My best friend told me today that I need to see a therapist before we could talk again and I love her so much 💘 I feel bad for telling her things i shouldn't of shared and her witnessing that past few months of how bad I been... I really messed up by telling her the part where he choked me the other night. I don't care of it cause I deserved it but she doesnt see it that way and so. It's hard to explain rn.

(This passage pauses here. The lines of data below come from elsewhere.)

use crate::models::trainer::{TrainerProfile, TrainerStatus};
use chrono::Utc;
use serde::{Deserialize, Serialize};

pub const DEFAULT_RATING: f64 = 4.5;

pub const SPECIALTY_OPTIONS: [&str; 16] = [
    "Strength Training",
    "HIIT",
    "CrossFit",
    "Yoga",
    "Pilates",
    "Meditation",
    "Cardio",
    "Boxing",
    "Weight Loss",
    "Zumba",
    "Dance Fitness",
    "Aerobics",
    "Personal Training",
    "Nutrition",
    "Spinning",
    "Endurance",
];

pub const STOCK_AVATARS: [&str; 3] = [
    "https://images.unsplash.com/photo-1570295999919-56ceb5ecca61?w=100&h=100&fit=crop",
    "https://images.unsplash.com/photo-1580489944761-15a19d654956?w=100&h=100&fit=crop",
    "https://images.unsplash.com/photo-1472099645785-5658abf4ff4e?w=100&h=100&fit=crop",
];

/// Add/edit trainer dialog
#[derive(Debug, Clone, Default, Serialize, Deserialize, PartialEq)]
pub struct TrainerForm {
    pub name: String,
    pub email: String,
    pub phone: String,
    pub specialties: Vec<String>,
    pub status: TrainerStatus,
}

impl TrainerForm {
    pub fn open(editing: Option<&TrainerProfile>) -> Self {
        match editing {
            Some(trainer) => Self {
                name: trainer.name.clone(),
                email: trainer.email.clone(),
                phone: trainer.phone.clone(),
                specialties: trainer.specialties.clone(),
                status: trainer.status,
            },
            None => Self::default(),
        }
    }

    /// Adds a specialty unless it is already listed.
    pub fn add_specialty(&mut self, specialty: &str) {
        if !self.specialties.iter().any(|s| s == specialty) {
            self.specialties.push(specialty.to_string());
        }
    }

    pub fn remove_specialty(&mut self, specialty: &str) {
        self.specialties.retain(|s| s != specialty);
    }

    /// Options still offered in the specialty picker
    pub fn available_specialties(&self) -> Vec<&'static str> {
        SPECIALTY_OPTIONS
            .iter()
            .copied()
            .filter(|option| !self.specialties.iter().any(|s| s == option))
            .collect()
    }

    /// Builds the trainer record to save.
    ///
    /// Editing keeps the id, avatar, session count and a non-zero rating.
    /// New trainers get a time-based id, the default rating and a stock avatar.
    pub fn into_trainer(self, editing: Option<&TrainerProfile>) -> TrainerProfile {
        let id = editing
            .map(|t| t.id)
            .filter(|id| *id != 0)
            .unwrap_or_else(|| Utc::now().timestamp_millis());

        TrainerProfile {
            id,
            name: self.name,
            email: self.email,
            phone: self.phone,
            specialties: self.specialties,
            rating: editing
                .map(|t| t.rating)
                .filter(|r| *r > 0.0)
                .unwrap_or(DEFAULT_RATING),
            sessions: editing.map(|t| t.sessions).unwrap_or(0),
            status: self.status,
            avatar: editing
                .map(|t| t.avatar.clone())
                .filter(|a| !a.is_empty())
                .unwrap_or_else(|| stock_avatar(id).to_string()),
        }
    }
}

fn stock_avatar(id: i64) -> &'static str {
    STOCK_AVATARS[id.rem_euclid(STOCK_AVATARS.len() as i64) as usize]
}
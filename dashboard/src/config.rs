use std::env;
use dotenv::dotenv;
use serde::Deserialize;
use log::{info, warn};
use shared::{Result, SharedError};

#[derive(Debug, Clone, Deserialize, PartialEq, Default)]
pub enum Environment {
    #[default]
    Development,
    Test,
    Production,
}

impl std::str::FromStr for Environment {
    type Err = String;

    fn from_str(s: &str) -> std::result::Result<Self, Self::Err> {
        match s.to_lowercase().as_str() {
            "dev" | "development" => Ok(Environment::Development),
            "test" => Ok(Environment::Test),
            "prod" | "production" => Ok(Environment::Production),
            _ => Err(format!("Unknown environment: {}", s)),
        }
    }
}

#[derive(Debug, Clone, Deserialize)]
pub struct Config {
    pub environment: Environment,
    pub api: ApiConfig,
    pub logging: LoggingConfig,
}

#[derive(Debug, Clone, Deserialize)]
pub struct ApiConfig {
    /// Base URL of the REST backend, e.g. `http://localhost:8000/api`
    pub base_url: String,
}

#[derive(Debug, Clone, Deserialize)]
pub struct LoggingConfig {
    /// Default `env_logger` filter when `RUST_LOG` is unset
    pub level: String,
}

impl Config {
    /// Loads `.env` files and builds the configuration from the process environment.
    pub fn load() -> Result<Self> {
        // ENV_FILE_PATH wins over the per-environment files
        match env::var("ENV_FILE_PATH") {
            Ok(env_file_path) if !env_file_path.is_empty() => {
                info!("Loading environment from ENV_FILE_PATH: {}", env_file_path);
                dotenv::from_filename(&env_file_path).ok();
            }
            _ => {
                dotenv().ok();
                let environment_hint = env::var("RUST_ENV")
                    .unwrap_or_else(|_| "development".to_string())
                    .parse()
                    .unwrap_or(Environment::Development);
                let env_file = format!(".env.{:?}", environment_hint).to_lowercase();
                if env_file != ".env.development" {
                    let _ = dotenv::from_filename(&env_file);
                }
            }
        }

        Self::from_lookup(|key| env::var(key).ok())
    }

    /// Builds the configuration from an arbitrary variable lookup.
    pub fn from_lookup<F>(lookup: F) -> Result<Self>
    where
        F: Fn(&str) -> Option<String>,
    {
        let environment = lookup("RUST_ENV")
            .unwrap_or_else(|| "development".to_string())
            .parse()
            .unwrap_or(Environment::Development);

        info!("Loading configuration for environment: {:?}", environment);

        let config = Config {
            api: Self::load_api_config(&environment, &lookup)?,
            logging: Self::load_logging_config(&environment, &lookup),
            environment,
        };

        config.validate()?;
        config.log_configuration();

        Ok(config)
    }

    fn load_api_config<F>(env: &Environment, lookup: &F) -> Result<ApiConfig>
    where
        F: Fn(&str) -> Option<String>,
    {
        let base_url = match env {
            Environment::Development => lookup("API_BASE_URL")
                .unwrap_or_else(|| "http://localhost:8000/api".to_string()),
            Environment::Test => lookup("API_BASE_URL")
                .unwrap_or_else(|| "http://127.0.0.1:8000/api".to_string()),
            Environment::Production => lookup("API_BASE_URL").ok_or_else(|| {
                SharedError::Config("API_BASE_URL must be set in production".to_string())
            })?,
        };

        Ok(ApiConfig { base_url })
    }

    fn load_logging_config<F>(env: &Environment, lookup: &F) -> LoggingConfig
    where
        F: Fn(&str) -> Option<String>,
    {
        let default_level = match env {
            Environment::Development => "debug",
            Environment::Test => "warn",
            Environment::Production => "info",
        };

        LoggingConfig {
            level: lookup("LOG_LEVEL").unwrap_or_else(|| default_level.to_string()),
        }
    }

    fn validate(&self) -> Result<()> {
        let parsed = url::Url::parse(&self.api.base_url).map_err(|e| {
            SharedError::Config(format!("Invalid API_BASE_URL '{}': {}", self.api.base_url, e))
        })?;

        if !matches!(parsed.scheme(), "http" | "https") {
            return Err(SharedError::Config(format!(
                "API_BASE_URL must use http or https, got '{}'",
                parsed.scheme()
            )));
        }

        if self.environment == Environment::Production && parsed.scheme() != "https" {
            return Err(SharedError::Config(
                "Production API_BASE_URL must use https".to_string(),
            ));
        }

        Ok(())
    }

    fn log_configuration(&self) {
        info!("Configuration loaded successfully");
        info!("Environment: {:?}", self.environment);
        info!("API base URL: {}", self.api.base_url);
        info!("Log level: {}", self.logging.level);

        if self.environment == Environment::Development {
            warn!("Running in development mode");
        }
    }

    pub fn is_development(&self) -> bool {
        self.environment == Environment::Development
    }

    pub fn is_production(&self) -> bool {
        self.environment == Environment::Production
    }
}
pub mod models {
    pub mod booking;
    pub mod category;
    pub mod member;
    pub mod session;
    pub mod trainer;
}

pub mod dto {
    pub mod auth;
    pub mod category;
    pub mod common;
    pub mod member;
    pub mod session;
    pub mod subscription;
    pub mod trainer;
}

pub mod error;
pub mod session_window;

// Re-export commonly used items
pub use error::{SharedError, Result};

// Re-export models
pub use models::{
    booking::{Attendance, Booking},
    category::Category,
    member::{Member, MemberStatus},
    session::{Session, SessionStatus},
    trainer::{Trainer, TrainerAddress, TrainerProfile, TrainerStatus},
};

// Re-export DTOs
pub use dto::{
    auth::{LoginForm, PasswordChangeForm, PasswordStrength, ProfileForm, ProfileUpdate, RegisterForm},
    category::{CategoryForm, CategoryPayload},
    common::{DataResponse, ErrorResponse, FormCheck, ListResponse},
    member::MemberForm,
    session::{SessionForm, SessionPayload},
    subscription::SubscriptionForm,
    trainer::TrainerForm,
};

pub use session_window::{SessionTimeInput, SessionTimeWindow};
use crate::api::GymApi;
use log::{info, warn};
use shared::Booking;

/// Bookings screen; a failed fetch shows an empty table
pub struct BookingsScreen<A: GymApi> {
    api: A,
    bookings: Vec<Booking>,
}

impl<A: GymApi> BookingsScreen<A> {
    pub fn new(api: A) -> Self {
        Self {
            api,
            bookings: Vec::new(),
        }
    }

    pub async fn load(&mut self) {
        self.bookings = match self.api.list_bookings().await {
            Ok(bookings) => {
                info!("Loaded {} bookings", bookings.len());
                bookings
            }
            Err(e) => {
                warn!("Failed to fetch bookings: {}", e);
                Vec::new()
            }
        };
    }

    pub fn bookings(&self) -> &[Booking] {
        &self.bookings
    }

    /// Bookings still awaiting check-in or cancellation
    pub fn pending(&self) -> Vec<&Booking> {
        self.bookings.iter().filter(|b| b.is_actionable()).collect()
    }
}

Me and B are "just friends" right now. But you know how those things end or whatever.
My other "just friend" C knows of the cheating and the lies now of these past 6 months.
He seems supportive but I probably fucked him up too ..
Im taking my meds again after not taking then for a week when I told B I cheated on him.
I told my self over and over again how I would never do that and it was a secret that i would keep with me forever but i fucked that up too.
Anyway Ive said too much. But not enough to fit in this entry of what its been like this year.
I feel pretty fucking stupid and everything I say is fucking dumb to any party.
I don't wanna lose myself in that pity bullshit again though its whatever.
Only today i welcome it but tomorrow feeling fucking dumb is leaving and im gonna start not talking as much again.
I feel depressed but its not overwhelming and im not crying as much as i used to.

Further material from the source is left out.